Ways to Enjoy Apples and Pears: Eaten raw with or without nut butter, dried, cooked in oatmeal, baked into crisps and crumbles, in pies, stuffed with dried fruit and spices and baked, baked with sweet sauce or on top of waffles and pancakes.

Munching on Mushrooms

With their earthy flavor and chewy texture, mushrooms were one of the original meat alternatives for vegetarians and vegans. It’s hard to find a word other than “meaty” to describe varieties like portobello and oyster. White and crimini mushrooms are a bit less intense but no less delicious. When it comes to Asian dishes, shiitake are the king, and porcini make their way into a variety of unique recipes that require a deeper flavor.

In The Encyclopedia of Healing Foods, Michael Murray highlights the cancer fighting properties of many types of mushrooms. Polysaccharides and beta-glucans give button mushrooms this power, and shiitake, maitake and reishi have been prized for their medicinal properties for centuries. Shiitake in particular are known for their lentinan content, a compound that not only boosts the immune system but may also help to lower cholesterol. Administering lentinan along with chemotherapy has been shown to improve survival rates among patients with certain cancers.

Depending on the type, eating mushrooms can give you a good amount of minerals such as selenium and iron along with vitamin C and protein. If you’re lucky enough to have a source for gourmet mushrooms like I do with the Mariaville Mushroom Men, don’t hesitate to try something new like pink oysters, puffballs or the oddly named (but completely vegan) chicken of the woods.

mushrooms by gogsy7

gogsy7/FreeImages

Remember, although guides like this visual one from Epicurious and this interesting article about fall foraging from Mother Earth News give a lot of information about different kinds of mushrooms, you should never pick wild mushrooms without a guide to show you which ones are safe. If you’ve been trained in foraging, pass the knowledge on to someone else to preserve the tradition!

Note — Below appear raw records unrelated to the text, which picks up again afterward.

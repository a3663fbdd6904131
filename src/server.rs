//! HTTP listener exposing the scrape endpoint.
//!
//! The metrics handler drives one collection cycle per request; the
//! core decides what the snapshot contains, this layer only encodes
//! and serves it.

use std::sync::Arc;

use axum::{
    extract::State,
    http::{header, StatusCode},
    response::{Html, IntoResponse, Response},
    routing::get,
    Json, Router,
};
use serde::Serialize;
use tower_http::trace::{DefaultMakeSpan, TraceLayer};

use crate::collector::Exporter;
use crate::metrics;

/// Shared application state.
#[derive(Clone)]
pub struct AppState {
    pub exporter: Arc<Exporter>,
    pub telemetry_path: String,
}

/// Health check response.
#[derive(Serialize)]
struct HealthResponse {
    status: String,
}

/// Create the Axum router with all routes.
pub fn create_router(state: AppState) -> Router {
    let telemetry_path = state.telemetry_path.clone();
    let app_state = Arc::new(state);

    Router::new()
        .route("/", get(index_handler))
        .route("/healthz", get(healthz_handler))
        .route(&telemetry_path, get(metrics_handler))
        .layer(TraceLayer::new_for_http().make_span_with(DefaultMakeSpan::default()))
        .with_state(app_state)
}

/// Landing page linking to the metrics endpoint.
async fn index_handler(State(state): State<Arc<AppState>>) -> Html<String> {
    Html(format!(
        concat!(
            "<html>\n",
            "<head><title>Dump1090 Exporter</title></head>\n",
            "<body>\n",
            "<h1>Dump1090 Exporter</h1>\n",
            "<p><a href=\"{path}\">Metrics</a></p>\n",
            "</body>\n",
            "</html>\n"
        ),
        path = state.telemetry_path
    ))
}

/// Liveness probe.
async fn healthz_handler() -> Json<HealthResponse> {
    Json(HealthResponse {
        status: "ok".to_string(),
    })
}

/// Scrape handler: one collection cycle per request.
///
/// A failed cycle surfaces as 503 so the scraper records a failed
/// scrape instead of ingesting a partial snapshot.
async fn metrics_handler(State(state): State<Arc<AppState>>) -> Response {
    match state.exporter.collect().await {
        Ok(snapshot) => match metrics::encode_snapshot(&snapshot) {
            Ok(body) => ([(header::CONTENT_TYPE, metrics::TEXT_FORMAT)], body).into_response(),
            Err(e) => {
                tracing::error!(error = %e, "metric encoding failed");
                StatusCode::INTERNAL_SERVER_ERROR.into_response()
            }
        },
        Err(e) => {
            tracing::warn!(error = %e, "collection cycle failed");
            (
                StatusCode::SERVICE_UNAVAILABLE,
                format!("collection failed: {e}\n"),
            )
                .into_response()
        }
    }
}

Ways to Enjoy Mushrooms: Sauteed with garlic & greens, as a pizza topping, as a burger or steak substitute, sliced and sauteed as wrap ingredients, marinated and baked, in gravy, in stir fries or on salads (but make sure they’re safe to eat raw).

How is autumn produce making its way to your table? I’d love to hear how you’re enjoying these and other fall favorites!

Want to learn more about how eating fresh, seasonal produce can improve your health? Schedule a FREE 15-minute phone consultation with me and get started on the path to better living through plants!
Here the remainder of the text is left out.